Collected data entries
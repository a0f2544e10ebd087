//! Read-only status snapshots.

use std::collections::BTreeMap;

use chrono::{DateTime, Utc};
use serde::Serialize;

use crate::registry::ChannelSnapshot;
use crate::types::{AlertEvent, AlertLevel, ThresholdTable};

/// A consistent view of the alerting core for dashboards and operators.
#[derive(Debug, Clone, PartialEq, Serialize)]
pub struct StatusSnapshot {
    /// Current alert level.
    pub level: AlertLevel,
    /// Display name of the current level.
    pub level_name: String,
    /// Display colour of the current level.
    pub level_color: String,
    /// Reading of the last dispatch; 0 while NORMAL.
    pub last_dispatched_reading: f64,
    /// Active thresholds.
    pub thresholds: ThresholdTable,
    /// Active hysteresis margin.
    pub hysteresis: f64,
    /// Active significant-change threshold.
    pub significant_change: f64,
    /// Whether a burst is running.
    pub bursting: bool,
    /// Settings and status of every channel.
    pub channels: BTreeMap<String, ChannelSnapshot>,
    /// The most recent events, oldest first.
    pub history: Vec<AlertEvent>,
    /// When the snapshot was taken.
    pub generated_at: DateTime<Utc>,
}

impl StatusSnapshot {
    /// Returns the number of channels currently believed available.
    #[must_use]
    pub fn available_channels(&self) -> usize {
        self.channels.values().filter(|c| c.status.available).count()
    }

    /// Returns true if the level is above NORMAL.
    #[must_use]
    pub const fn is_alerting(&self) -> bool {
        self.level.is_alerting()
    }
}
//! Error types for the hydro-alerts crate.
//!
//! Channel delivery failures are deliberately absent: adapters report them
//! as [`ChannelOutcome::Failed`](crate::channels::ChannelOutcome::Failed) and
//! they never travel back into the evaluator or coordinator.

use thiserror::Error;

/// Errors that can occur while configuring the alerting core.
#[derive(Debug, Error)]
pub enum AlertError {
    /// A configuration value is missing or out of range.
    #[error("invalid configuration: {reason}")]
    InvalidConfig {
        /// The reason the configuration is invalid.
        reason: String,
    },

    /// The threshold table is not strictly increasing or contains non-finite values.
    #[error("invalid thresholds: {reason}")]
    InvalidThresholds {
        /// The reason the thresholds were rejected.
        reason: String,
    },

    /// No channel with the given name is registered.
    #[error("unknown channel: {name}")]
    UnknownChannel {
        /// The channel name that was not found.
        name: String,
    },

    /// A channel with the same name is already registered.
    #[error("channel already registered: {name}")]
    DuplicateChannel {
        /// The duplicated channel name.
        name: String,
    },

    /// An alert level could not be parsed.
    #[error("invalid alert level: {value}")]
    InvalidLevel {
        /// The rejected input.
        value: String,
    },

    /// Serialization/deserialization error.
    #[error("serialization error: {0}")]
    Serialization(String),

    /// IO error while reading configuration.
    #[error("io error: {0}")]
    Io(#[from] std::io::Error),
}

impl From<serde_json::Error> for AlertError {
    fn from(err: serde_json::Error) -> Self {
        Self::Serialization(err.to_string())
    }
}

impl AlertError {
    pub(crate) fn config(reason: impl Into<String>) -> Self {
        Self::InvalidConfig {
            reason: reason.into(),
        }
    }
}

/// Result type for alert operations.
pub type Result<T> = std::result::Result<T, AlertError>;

* * *

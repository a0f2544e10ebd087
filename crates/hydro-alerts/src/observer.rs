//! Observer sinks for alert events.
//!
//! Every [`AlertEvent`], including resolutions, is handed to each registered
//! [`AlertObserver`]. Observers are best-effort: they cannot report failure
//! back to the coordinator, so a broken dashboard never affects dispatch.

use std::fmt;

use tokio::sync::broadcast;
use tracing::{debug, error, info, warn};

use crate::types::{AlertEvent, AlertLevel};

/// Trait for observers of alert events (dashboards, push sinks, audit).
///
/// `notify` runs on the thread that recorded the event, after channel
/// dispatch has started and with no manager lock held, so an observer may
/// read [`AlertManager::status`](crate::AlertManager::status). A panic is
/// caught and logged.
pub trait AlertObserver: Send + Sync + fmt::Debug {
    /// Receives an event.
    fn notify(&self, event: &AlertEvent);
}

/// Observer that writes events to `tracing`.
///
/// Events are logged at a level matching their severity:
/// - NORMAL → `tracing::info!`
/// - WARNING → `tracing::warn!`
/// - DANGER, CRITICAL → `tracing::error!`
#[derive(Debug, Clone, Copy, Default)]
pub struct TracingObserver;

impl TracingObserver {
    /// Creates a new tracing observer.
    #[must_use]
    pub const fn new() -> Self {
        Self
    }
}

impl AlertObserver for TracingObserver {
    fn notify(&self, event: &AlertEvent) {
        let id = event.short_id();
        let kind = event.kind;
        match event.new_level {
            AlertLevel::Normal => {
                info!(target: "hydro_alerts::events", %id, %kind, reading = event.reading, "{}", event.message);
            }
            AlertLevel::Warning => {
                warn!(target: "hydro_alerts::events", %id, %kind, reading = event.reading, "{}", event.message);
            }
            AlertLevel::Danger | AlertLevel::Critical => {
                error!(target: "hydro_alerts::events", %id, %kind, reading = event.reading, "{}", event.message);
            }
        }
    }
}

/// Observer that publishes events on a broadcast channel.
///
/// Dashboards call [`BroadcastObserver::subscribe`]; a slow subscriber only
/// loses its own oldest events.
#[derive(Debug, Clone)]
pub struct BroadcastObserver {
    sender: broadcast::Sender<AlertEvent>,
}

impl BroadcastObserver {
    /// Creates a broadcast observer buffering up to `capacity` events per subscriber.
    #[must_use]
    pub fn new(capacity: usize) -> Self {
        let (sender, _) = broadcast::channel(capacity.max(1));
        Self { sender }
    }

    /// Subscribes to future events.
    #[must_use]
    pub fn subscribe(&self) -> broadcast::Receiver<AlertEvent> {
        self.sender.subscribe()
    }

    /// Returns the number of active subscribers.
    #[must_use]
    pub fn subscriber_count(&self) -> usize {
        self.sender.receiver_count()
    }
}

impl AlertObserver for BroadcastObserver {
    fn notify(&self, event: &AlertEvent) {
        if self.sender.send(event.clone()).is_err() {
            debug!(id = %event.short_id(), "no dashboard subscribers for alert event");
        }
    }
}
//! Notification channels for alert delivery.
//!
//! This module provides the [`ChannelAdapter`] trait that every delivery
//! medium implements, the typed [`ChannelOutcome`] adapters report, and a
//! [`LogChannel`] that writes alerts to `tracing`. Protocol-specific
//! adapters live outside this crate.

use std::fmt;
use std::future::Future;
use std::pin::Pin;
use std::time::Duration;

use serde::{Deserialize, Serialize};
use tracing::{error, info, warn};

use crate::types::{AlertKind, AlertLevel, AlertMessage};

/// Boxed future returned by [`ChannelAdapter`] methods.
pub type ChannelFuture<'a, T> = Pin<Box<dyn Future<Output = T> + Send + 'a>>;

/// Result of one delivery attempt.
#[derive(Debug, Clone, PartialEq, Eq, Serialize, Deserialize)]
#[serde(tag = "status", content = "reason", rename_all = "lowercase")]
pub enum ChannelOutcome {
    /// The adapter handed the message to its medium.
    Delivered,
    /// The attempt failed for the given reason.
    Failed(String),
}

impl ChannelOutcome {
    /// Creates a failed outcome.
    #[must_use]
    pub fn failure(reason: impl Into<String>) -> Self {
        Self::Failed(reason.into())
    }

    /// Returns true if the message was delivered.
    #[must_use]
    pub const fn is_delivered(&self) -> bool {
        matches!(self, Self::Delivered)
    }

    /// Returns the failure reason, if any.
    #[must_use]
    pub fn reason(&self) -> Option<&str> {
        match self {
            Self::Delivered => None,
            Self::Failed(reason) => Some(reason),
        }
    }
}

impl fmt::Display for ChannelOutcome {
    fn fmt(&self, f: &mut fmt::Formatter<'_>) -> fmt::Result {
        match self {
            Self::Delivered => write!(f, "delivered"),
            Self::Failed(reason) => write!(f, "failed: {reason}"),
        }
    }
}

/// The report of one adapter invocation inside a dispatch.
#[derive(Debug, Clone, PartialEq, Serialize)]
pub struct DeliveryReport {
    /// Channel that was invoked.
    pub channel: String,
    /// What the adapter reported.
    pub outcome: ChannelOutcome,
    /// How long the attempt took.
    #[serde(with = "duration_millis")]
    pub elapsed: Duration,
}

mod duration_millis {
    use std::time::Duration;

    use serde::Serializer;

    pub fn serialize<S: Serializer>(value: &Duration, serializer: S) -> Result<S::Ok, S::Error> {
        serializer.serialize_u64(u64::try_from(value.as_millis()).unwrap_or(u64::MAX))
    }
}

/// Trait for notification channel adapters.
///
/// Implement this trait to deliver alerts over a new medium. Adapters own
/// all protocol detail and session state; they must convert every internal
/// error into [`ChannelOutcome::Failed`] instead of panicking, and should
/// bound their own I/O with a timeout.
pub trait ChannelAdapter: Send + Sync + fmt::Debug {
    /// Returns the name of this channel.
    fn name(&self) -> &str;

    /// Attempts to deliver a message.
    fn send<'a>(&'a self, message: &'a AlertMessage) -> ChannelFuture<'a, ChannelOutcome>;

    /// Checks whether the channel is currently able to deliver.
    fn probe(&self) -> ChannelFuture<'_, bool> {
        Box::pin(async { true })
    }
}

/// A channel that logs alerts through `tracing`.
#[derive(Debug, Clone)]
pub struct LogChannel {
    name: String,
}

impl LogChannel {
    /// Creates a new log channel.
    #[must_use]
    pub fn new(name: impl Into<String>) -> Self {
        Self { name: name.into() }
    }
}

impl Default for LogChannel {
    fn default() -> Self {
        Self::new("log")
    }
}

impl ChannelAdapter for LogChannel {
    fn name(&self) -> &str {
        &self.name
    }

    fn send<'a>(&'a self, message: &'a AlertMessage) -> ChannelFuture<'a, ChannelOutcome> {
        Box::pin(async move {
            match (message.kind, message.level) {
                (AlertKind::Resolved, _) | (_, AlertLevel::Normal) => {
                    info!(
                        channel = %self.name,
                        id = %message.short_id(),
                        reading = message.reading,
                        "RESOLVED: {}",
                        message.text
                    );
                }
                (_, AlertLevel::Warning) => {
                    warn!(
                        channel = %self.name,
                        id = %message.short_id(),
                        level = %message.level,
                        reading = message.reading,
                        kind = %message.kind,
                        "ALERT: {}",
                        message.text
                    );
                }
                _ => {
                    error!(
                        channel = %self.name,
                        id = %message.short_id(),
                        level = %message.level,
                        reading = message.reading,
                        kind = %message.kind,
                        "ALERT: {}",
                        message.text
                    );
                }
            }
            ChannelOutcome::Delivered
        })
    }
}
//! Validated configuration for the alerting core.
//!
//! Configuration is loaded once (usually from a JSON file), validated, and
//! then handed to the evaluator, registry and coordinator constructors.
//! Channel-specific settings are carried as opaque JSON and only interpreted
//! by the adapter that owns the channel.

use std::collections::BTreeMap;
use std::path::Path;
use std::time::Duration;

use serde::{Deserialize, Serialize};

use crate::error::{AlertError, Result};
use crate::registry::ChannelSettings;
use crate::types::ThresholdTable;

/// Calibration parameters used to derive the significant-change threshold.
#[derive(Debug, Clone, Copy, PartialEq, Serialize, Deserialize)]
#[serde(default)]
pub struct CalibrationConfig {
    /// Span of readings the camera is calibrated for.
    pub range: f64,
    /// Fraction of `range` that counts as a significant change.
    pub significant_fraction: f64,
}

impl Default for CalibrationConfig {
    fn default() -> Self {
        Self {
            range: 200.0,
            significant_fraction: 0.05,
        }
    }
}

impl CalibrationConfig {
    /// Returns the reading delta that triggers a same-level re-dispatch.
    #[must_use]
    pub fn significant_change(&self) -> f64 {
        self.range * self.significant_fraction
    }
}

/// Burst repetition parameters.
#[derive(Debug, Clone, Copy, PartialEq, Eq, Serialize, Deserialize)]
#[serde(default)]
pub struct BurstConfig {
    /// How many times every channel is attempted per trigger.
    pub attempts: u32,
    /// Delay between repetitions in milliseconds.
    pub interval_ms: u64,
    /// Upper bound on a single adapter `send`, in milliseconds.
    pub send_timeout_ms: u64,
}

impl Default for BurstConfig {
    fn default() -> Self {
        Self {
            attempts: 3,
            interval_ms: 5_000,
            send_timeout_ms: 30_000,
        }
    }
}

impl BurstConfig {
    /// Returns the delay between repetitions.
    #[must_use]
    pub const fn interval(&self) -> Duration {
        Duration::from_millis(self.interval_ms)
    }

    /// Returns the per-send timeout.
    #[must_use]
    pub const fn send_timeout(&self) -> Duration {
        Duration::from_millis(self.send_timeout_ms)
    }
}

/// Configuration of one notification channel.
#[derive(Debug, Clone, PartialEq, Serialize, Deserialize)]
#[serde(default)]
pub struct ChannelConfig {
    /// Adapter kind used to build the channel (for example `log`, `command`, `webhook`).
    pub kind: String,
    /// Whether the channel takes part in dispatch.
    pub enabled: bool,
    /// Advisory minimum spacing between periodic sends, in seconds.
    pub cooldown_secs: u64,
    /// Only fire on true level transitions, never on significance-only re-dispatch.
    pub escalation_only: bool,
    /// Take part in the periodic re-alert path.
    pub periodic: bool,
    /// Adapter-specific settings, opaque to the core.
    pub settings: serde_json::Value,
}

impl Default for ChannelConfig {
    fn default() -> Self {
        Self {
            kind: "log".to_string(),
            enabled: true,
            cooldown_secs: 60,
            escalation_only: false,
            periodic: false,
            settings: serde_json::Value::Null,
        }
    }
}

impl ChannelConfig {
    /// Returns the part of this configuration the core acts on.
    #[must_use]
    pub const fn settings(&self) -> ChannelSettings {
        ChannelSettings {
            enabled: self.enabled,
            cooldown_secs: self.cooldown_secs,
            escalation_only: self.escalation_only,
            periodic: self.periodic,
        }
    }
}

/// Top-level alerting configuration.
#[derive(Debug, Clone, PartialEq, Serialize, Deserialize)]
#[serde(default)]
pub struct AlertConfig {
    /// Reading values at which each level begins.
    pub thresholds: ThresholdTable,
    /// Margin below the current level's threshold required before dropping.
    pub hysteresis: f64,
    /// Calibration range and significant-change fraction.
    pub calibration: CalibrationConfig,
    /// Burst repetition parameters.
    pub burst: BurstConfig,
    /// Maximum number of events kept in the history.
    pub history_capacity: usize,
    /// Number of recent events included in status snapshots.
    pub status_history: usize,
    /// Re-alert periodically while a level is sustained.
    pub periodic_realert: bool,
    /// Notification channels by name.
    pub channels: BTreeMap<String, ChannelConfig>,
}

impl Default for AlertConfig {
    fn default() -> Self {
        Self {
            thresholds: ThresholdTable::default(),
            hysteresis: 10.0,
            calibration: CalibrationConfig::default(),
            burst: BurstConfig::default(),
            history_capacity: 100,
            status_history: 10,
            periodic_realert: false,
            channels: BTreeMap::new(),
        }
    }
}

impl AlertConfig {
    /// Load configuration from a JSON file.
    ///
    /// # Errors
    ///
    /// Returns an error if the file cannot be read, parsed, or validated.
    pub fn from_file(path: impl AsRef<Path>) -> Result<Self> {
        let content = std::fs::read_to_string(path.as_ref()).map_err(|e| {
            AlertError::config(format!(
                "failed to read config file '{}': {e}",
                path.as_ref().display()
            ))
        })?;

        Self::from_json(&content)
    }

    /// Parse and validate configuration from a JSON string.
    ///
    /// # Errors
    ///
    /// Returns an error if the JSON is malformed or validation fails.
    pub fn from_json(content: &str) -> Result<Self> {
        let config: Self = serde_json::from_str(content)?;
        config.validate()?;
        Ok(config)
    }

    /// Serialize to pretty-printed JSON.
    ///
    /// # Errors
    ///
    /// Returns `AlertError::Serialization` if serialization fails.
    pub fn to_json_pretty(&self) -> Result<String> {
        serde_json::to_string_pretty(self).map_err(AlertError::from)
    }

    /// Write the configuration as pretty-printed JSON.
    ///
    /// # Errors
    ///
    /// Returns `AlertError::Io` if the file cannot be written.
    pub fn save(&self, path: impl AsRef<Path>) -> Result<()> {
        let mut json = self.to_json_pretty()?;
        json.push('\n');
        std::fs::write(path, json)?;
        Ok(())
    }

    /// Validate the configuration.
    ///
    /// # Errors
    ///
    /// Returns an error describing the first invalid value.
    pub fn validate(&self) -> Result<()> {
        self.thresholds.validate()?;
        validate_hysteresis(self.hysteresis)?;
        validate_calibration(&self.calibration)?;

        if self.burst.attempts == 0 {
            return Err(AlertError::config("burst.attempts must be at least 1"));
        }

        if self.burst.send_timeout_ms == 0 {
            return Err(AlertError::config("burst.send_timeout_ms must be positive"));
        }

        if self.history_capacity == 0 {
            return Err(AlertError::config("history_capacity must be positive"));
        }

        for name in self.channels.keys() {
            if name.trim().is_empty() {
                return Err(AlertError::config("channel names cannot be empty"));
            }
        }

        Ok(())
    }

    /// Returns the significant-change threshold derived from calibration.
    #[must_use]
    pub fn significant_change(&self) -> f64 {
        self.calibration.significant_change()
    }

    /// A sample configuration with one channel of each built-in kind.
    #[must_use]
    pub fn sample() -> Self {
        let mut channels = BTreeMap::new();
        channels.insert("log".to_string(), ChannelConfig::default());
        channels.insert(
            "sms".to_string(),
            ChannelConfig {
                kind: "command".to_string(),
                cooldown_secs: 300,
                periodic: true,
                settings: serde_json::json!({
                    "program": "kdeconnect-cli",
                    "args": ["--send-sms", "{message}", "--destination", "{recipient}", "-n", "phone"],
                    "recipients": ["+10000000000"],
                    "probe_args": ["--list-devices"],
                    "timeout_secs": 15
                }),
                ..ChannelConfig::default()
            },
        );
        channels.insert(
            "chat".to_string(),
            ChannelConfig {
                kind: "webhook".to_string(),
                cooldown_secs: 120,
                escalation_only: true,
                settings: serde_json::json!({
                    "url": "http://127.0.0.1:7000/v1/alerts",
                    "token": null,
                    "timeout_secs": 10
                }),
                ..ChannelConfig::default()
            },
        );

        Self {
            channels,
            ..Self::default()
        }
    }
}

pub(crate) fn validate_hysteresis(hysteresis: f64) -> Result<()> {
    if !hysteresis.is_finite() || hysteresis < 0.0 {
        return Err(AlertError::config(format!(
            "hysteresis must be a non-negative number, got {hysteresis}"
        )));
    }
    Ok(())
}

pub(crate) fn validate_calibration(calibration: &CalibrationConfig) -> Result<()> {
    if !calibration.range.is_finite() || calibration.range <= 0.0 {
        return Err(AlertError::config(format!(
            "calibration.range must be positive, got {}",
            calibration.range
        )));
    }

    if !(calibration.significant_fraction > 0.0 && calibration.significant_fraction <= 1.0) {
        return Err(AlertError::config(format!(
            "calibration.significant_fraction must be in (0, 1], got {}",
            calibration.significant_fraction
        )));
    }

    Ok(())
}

---

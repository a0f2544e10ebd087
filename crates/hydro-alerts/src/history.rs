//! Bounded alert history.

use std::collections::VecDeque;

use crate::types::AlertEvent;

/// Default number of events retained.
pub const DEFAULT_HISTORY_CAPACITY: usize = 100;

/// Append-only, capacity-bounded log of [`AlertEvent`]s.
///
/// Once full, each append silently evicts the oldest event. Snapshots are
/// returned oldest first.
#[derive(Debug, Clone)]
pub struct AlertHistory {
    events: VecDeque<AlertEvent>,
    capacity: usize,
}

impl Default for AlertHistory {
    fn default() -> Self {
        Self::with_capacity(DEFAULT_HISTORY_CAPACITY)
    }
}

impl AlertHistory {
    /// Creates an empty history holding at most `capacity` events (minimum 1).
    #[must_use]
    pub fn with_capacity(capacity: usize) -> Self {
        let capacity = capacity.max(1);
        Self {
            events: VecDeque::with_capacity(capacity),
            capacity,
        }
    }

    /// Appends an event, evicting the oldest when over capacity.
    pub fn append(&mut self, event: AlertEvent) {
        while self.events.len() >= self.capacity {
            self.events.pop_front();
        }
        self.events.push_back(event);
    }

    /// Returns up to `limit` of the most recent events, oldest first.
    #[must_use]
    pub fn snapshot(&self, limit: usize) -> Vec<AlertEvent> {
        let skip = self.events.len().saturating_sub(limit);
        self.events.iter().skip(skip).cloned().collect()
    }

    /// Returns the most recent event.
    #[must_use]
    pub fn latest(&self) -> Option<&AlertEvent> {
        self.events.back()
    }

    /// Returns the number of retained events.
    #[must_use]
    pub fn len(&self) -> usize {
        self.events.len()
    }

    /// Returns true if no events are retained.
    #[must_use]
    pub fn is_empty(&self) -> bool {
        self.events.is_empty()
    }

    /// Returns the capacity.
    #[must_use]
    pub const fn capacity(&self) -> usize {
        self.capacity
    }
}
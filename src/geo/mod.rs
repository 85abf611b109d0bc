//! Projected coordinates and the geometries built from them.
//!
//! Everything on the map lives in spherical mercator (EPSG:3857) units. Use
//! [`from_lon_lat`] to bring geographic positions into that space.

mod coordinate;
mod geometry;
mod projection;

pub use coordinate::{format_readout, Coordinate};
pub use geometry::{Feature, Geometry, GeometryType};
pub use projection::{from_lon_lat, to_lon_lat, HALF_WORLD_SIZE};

■ WHAT THE TASK REQUIRES ■
If a line in the entries contains the word "positive", copy that line out.

■ TASK RESULT ■
            return Err(AlertError::config("burst.send_timeout_ms must be positive"));
            return Err(AlertError::config("history_capacity must be positive"));
            "calibration.range must be positive, got {}",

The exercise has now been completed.